Вслед за ним поднялся Головкин с толстым, серым, запечатанным пакетом в руке. Стало тихо. Так тихо, словно большая палата не служила местом собрания живых людей, а была комнатой музея со скульптурной группой, исполненной гениальным художником.
Слова Макшеева еще не были тем документом, который рассеял бы все сомнения и определил победу или полупобеду.
Скрестив на груди руки, грозно сдвинув брови, как бы готовясь, в случае неудачи, на отчаянное сопротивление, прямо, во весь рост, стоял за своим креслом фельдмаршал Василий Владимирович. Рядом с ним в кресле сидел Алексей Григорьевич с выражением мучительного ожидания на лице. Ему угрожала наибольшая опасность в случае неудачи. Никто не был вознесен на столь головокружительную высоту в прошлое царствование, а с такой высоты падение всегда смертельно. Будет ли спокойно смотреть самодержавная государыня на его дочь — «высочество», «государыню-невесту», чье имя поминалось на ектении рядом с императорским и кого все же пытались, хотя попытка и была жалкой, возвести на престол…

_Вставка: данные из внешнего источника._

//! Trigger patterns.
//!
//! A trigger is literal text such as `print(` or `} else {`.  It is compiled
//! into a [`regex`] that escapes every metacharacter and lets whitespace
//! between the trigger's tokens vary (`if (` also matches `if(`).  Triggers
//! that begin or end in a word character get word boundaries there, so
//! `let` does not fire on `outlet`.
//!
//! Matching runs against a masked copy of the statement in which the
//! contents of string and template literals are blanked out, so trigger
//! text quoted inside a literal never fires.  Offsets are shared between
//! the masked and original text, and [`TriggerMatch`] hands back slices of
//! the original.
//!
//! ## Match modes
//!
//! | Mode | Used for | Description |
//! |------|----------|-------------|
//! | [`MatchMode::Anywhere`] | statement triggers | leftmost occurrence anywhere in the statement |
//! | [`MatchMode::Prefix`]   | block triggers (`}`, `} else {`, …) | must open the statement |

use std::sync::Arc;

use regex::Regex;

/// Where in a statement a trigger may match.
#[derive(Debug, Clone, Copy, PartialEq, Eq)]
pub enum MatchMode {
    Anywhere,
    Prefix,
}

impl MatchMode {
    /// Block syntax (anything opening with `}`) only matches as a prefix.
    pub fn for_trigger(trigger: &str) -> Self {
        if trigger.trim_start().starts_with('}') {
            MatchMode::Prefix
        } else {
            MatchMode::Anywhere
        }
    }
}

/// A compiled trigger pattern.
///
/// The regex sits behind an `Arc`, so cloning a pattern never recompiles it.
#[derive(Clone)]
pub struct TriggerPattern {
    trigger: String,
    mode: MatchMode,
    regex: Arc<Regex>,
}

impl std::fmt::Debug for TriggerPattern {
    fn fmt(&self, f: &mut std::fmt::Formatter<'_>) -> std::fmt::Result {
        f.debug_struct("TriggerPattern")
            .field("trigger", &self.trigger)
            .field("mode", &self.mode)
            .field("regex", &self.regex.as_str())
            .finish()
    }
}

impl TriggerPattern {
    /// Derive the pattern for `trigger`.
    pub fn new(trigger: &str) -> Result<Self, regex::Error> {
        let mode = MatchMode::for_trigger(trigger);
        let regex = Regex::new(&derive_regex(trigger, mode))?;
        Ok(Self {
            trigger: trigger.to_owned(),
            mode,
            regex: Arc::new(regex),
        })
    }

    /// The literal trigger text.
    pub fn trigger(&self) -> &str {
        &self.trigger
    }

    pub fn mode(&self) -> MatchMode {
        self.mode
    }

    /// The derived regex source.
    pub fn as_str(&self) -> &str {
        self.regex.as_str()
    }

    /// Returns `true` if the trigger occurs in `text` outside any literal.
    pub fn matches(&self, text: &str) -> bool {
        self.regex.is_match(&mask_literals(text))
    }

    /// Find the trigger in `text`, splitting it into before/after parts.
    pub fn find<'t>(&self, text: &'t str) -> Option<TriggerMatch<'t>> {
        let masked = mask_literals(text);
        let m = self.regex.find(&masked)?;
        Some(TriggerMatch {
            text,
            start: m.start(),
            end: m.end(),
        })
    }
}

/// A successful trigger match.
#[derive(Debug, Clone, Copy, PartialEq, Eq)]
pub struct TriggerMatch<'t> {
    text: &'t str,
    start: usize,
    end: usize,
}

impl<'t> TriggerMatch<'t> {
    /// Text before the trigger, trimmed.
    pub fn before(&self) -> &'t str {
        self.text[..self.start].trim()
    }

    /// The matched trigger text as written in the statement.
    pub fn whole(&self) -> &'t str {
        &self.text[self.start..self.end]
    }

    /// Text after the trigger, trimmed.
    pub fn after(&self) -> &'t str {
        self.text[self.end..].trim()
    }
}

// ── Pattern derivation ────────────────────────────────────────────────────────

fn is_word(c: char) -> bool {
    c.is_alphanumeric() || c == '_'
}

fn derive_regex(trigger: &str, mode: MatchMode) -> String {
    let core = trigger
        .split_whitespace()
        .map(regex::escape)
        .collect::<Vec<_>>()
        .join(r"\s*");
    let trimmed = trigger.trim();
    let lead = match trimmed.chars().next() {
        Some(c) if is_word(c) => r"\b",
        _ => "",
    };
    let trail = match trimmed.chars().last() {
        Some(c) if is_word(c) => r"\b",
        _ => "",
    };
    match mode {
        MatchMode::Anywhere => format!("{lead}{core}{trail}"),
        MatchMode::Prefix => format!(r"\A\s*{core}{trail}"),
    }
}

/// Blank the contents of string and template literals, keeping the
/// delimiters and every byte offset.
pub fn mask_literals(text: &str) -> String {
    let mut out = String::with_capacity(text.len());
    let mut quote: Option<char> = None;
    let mut chars = text.chars();

    fn blank(out: &mut String, c: char) {
        // Newlines stay so multi-line statements keep their shape.
        if c == '\n' {
            out.push('\n');
        } else {
            out.extend(std::iter::repeat(' ').take(c.len_utf8()));
        }
    }

    while let Some(c) = chars.next() {
        match quote {
            None => {
                if matches!(c, '"' | '\'' | '`') {
                    quote = Some(c);
                }
                out.push(c);
            }
            Some(_) if c == '\\' => {
                blank(&mut out, c);
                if let Some(escaped) = chars.next() {
                    blank(&mut out, escaped);
                }
            }
            Some(q) if c == q => {
                quote = None;
                out.push(c);
            }
            Some(_) => blank(&mut out, c),
        }
    }
    out
}

// ── Tests ─────────────────────────────────────────────────────────────────────

#[cfg(test)]
mod tests {
    use super::*;

    fn pat(trigger: &str) -> TriggerPattern {
        TriggerPattern::new(trigger).unwrap()
    }

    #[test]
    fn splits_before_and_after() {
        let m = pat("print(").find("print(`hi`);").unwrap();
        assert_eq!(m.before(), "");
        assert_eq!(m.whole(), "print(");
        assert_eq!(m.after(), "`hi`);");
    }

    #[test]
    fn flexible_whitespace_between_tokens() {
        assert!(pat("if (").matches("if(x) {"));
        assert!(pat("if (").matches("if   (x) {"));
        assert!(pat("} else {").matches("}else{"));
    }

    #[test]
    fn word_boundaries() {
        assert!(pat("let").matches("let x = 1;"));
        assert!(!pat("let").matches("outlet = 1;"));
        assert!(!pat("let").matches("letter = 1;"));
        assert!(!pat("if (").matches("} elseif (x) {"));
        assert!(!pat("print(").matches("printS(x);"));
    }

    #[test]
    fn triggers_inside_literals_are_ignored() {
        assert!(!pat("print(").matches("let s = `print(x)`;"));
        assert!(!pat("let").matches(r#"print("let me in");"#));
        assert!(pat("print(").matches(r#"print("print(");"#));
    }

    #[test]
    fn block_triggers_match_only_as_prefix() {
        let close = pat("}");
        assert_eq!(close.mode(), MatchMode::Prefix);
        assert!(close.matches("  }"));
        assert!(!close.matches("print(x); }"));
        let m = pat("} elseif (").find("} elseif (x > 1) {").unwrap();
        assert_eq!(m.after(), "x > 1) {");
    }

    #[test]
    fn metacharacters_are_escaped() {
        let p = pat("a.b(");
        assert!(p.matches("a.b(1);"));
        assert!(!p.matches("axb(1);"));
    }

    #[test]
    fn masking_preserves_offsets() {
        let src = "print(`é\\`x`) + \"a\"";
        let masked = mask_literals(src);
        assert_eq!(masked.len(), src.len());
        assert!(masked.starts_with("print(`"));
        assert!(!masked.contains('é'));
        assert!(!masked.contains('x'));
    }
}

Князь Дмитрий Михайлович, душа и разум всего дела, положил в него всю жизнь, и в случае крушения его мечтаний ему нечем было бы жить.
После своего доклада он тяжело опустился в кресло. На его благородном лице, теперь бледном, действительно как лицо статуи, жили только глаза, необыкновенно расширенные, полные сосредоточенного, жадного ожидания.